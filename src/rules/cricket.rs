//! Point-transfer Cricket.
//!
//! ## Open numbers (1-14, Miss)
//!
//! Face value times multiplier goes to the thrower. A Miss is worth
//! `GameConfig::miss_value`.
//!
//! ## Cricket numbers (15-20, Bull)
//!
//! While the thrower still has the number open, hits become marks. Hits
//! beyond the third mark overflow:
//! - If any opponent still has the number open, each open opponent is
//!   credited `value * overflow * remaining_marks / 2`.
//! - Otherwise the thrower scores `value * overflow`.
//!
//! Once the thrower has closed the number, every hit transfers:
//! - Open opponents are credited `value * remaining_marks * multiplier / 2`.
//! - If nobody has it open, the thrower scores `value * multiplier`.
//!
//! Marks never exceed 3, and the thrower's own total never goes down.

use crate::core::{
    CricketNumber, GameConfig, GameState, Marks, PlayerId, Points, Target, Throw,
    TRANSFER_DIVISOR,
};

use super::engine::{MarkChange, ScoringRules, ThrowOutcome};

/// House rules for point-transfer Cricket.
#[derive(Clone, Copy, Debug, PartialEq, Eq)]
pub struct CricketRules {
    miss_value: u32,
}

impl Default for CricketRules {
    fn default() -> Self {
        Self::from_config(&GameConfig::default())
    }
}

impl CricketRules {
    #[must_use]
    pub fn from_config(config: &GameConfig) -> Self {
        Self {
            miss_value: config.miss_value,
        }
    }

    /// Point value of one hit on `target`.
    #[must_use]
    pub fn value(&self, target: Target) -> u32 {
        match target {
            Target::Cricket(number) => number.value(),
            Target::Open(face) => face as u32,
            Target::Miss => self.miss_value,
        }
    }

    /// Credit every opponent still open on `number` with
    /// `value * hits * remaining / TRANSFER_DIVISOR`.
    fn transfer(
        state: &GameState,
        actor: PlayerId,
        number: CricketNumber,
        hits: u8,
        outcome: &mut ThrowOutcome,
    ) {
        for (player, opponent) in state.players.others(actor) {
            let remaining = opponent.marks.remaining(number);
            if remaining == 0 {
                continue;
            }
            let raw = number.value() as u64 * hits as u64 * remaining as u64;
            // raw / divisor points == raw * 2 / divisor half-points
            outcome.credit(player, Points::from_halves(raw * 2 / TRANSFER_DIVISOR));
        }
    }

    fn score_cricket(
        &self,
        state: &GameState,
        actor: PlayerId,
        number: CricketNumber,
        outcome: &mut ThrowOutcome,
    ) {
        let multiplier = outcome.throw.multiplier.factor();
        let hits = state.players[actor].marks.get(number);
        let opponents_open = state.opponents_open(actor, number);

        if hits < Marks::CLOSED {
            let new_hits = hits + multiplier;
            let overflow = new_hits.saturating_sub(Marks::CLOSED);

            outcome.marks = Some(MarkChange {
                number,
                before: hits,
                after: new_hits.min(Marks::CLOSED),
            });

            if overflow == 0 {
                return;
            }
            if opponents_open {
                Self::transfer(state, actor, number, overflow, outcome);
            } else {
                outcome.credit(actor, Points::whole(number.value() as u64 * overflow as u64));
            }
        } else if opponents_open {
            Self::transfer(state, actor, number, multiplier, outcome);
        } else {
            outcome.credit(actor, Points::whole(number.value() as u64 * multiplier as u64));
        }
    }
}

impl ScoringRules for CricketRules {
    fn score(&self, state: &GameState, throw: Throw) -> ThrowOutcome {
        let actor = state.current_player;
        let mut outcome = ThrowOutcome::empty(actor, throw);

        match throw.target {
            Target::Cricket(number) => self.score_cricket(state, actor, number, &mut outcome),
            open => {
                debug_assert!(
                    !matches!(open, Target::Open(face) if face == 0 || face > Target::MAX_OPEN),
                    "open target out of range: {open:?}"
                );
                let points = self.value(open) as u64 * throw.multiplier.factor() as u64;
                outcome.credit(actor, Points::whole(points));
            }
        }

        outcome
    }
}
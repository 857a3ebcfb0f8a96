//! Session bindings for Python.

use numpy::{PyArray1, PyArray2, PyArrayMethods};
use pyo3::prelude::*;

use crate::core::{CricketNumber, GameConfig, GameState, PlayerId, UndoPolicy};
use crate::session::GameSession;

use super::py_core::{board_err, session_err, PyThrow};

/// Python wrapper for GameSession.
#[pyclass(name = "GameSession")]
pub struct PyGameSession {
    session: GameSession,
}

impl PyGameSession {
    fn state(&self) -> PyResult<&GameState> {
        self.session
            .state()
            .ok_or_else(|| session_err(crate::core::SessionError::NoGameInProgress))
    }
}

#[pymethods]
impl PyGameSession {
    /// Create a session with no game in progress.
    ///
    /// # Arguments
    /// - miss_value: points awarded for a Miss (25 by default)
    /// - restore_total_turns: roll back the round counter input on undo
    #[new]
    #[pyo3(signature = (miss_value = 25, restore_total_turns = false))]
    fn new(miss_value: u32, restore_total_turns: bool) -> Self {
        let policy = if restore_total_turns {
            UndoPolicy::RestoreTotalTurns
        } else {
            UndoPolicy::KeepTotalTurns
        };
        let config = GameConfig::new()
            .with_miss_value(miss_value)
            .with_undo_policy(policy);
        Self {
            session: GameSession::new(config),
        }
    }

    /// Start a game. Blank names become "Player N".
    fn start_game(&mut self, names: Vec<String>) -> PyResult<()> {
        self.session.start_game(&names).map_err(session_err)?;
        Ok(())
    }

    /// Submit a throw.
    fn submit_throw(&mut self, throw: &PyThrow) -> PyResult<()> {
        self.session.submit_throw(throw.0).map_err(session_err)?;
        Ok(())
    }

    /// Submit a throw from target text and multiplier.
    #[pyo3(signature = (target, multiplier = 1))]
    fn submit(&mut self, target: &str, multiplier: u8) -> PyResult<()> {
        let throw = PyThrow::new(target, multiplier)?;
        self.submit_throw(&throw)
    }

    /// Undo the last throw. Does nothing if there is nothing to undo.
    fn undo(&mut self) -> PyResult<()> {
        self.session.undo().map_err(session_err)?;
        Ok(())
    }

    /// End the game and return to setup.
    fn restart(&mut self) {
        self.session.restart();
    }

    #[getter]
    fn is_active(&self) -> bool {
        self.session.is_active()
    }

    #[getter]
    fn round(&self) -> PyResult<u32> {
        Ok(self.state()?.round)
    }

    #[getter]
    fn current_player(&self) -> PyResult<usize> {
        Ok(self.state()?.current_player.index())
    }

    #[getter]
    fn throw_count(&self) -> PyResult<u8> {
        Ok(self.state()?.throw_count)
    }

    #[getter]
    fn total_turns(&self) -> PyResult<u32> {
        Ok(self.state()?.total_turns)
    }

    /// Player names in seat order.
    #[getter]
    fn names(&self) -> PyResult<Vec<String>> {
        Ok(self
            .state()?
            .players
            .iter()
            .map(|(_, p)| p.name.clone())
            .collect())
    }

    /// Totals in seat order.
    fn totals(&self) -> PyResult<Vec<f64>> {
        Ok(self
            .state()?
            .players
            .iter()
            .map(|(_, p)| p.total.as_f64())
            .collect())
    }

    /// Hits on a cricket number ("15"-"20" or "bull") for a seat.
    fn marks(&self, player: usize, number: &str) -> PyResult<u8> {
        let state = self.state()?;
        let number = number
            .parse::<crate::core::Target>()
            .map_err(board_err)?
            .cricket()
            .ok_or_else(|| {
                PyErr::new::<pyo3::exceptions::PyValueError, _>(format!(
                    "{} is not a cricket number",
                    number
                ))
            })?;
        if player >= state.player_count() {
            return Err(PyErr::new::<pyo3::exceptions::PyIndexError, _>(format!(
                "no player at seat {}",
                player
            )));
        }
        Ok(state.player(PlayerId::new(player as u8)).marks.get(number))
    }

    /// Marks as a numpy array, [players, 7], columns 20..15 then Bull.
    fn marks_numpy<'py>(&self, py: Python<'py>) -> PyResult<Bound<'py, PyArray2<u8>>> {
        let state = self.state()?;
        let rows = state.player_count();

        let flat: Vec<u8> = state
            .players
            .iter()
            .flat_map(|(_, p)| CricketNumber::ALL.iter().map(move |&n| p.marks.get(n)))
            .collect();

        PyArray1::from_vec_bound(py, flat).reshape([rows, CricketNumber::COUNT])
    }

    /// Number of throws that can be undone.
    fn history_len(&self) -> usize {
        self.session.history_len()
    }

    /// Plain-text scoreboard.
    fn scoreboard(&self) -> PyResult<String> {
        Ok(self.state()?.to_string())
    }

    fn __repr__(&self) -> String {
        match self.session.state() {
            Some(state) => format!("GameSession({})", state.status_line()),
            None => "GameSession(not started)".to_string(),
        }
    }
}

What the task requires ->
Send back the lines of the records word for word, from the very first through the line containing "- Otherwise the".

Response below ->
filename src/rules/cricket.rs
//! Point-transfer Cricket.
//!
//! ## Open numbers (1-14, Miss)
//!
//! Face value times multiplier goes to the thrower. A Miss is worth
//! `GameConfig::miss_value`.
//!
//! ## Cricket numbers (15-20, Bull)
//!
//! While the thrower still has the number open, hits become marks. Hits
//! beyond the third mark overflow:
//! - If any opponent still has the number open, each open opponent is
//!   credited `value * overflow * remaining_marks / 2`.
//! - Otherwise the thrower scores `value * overflow`.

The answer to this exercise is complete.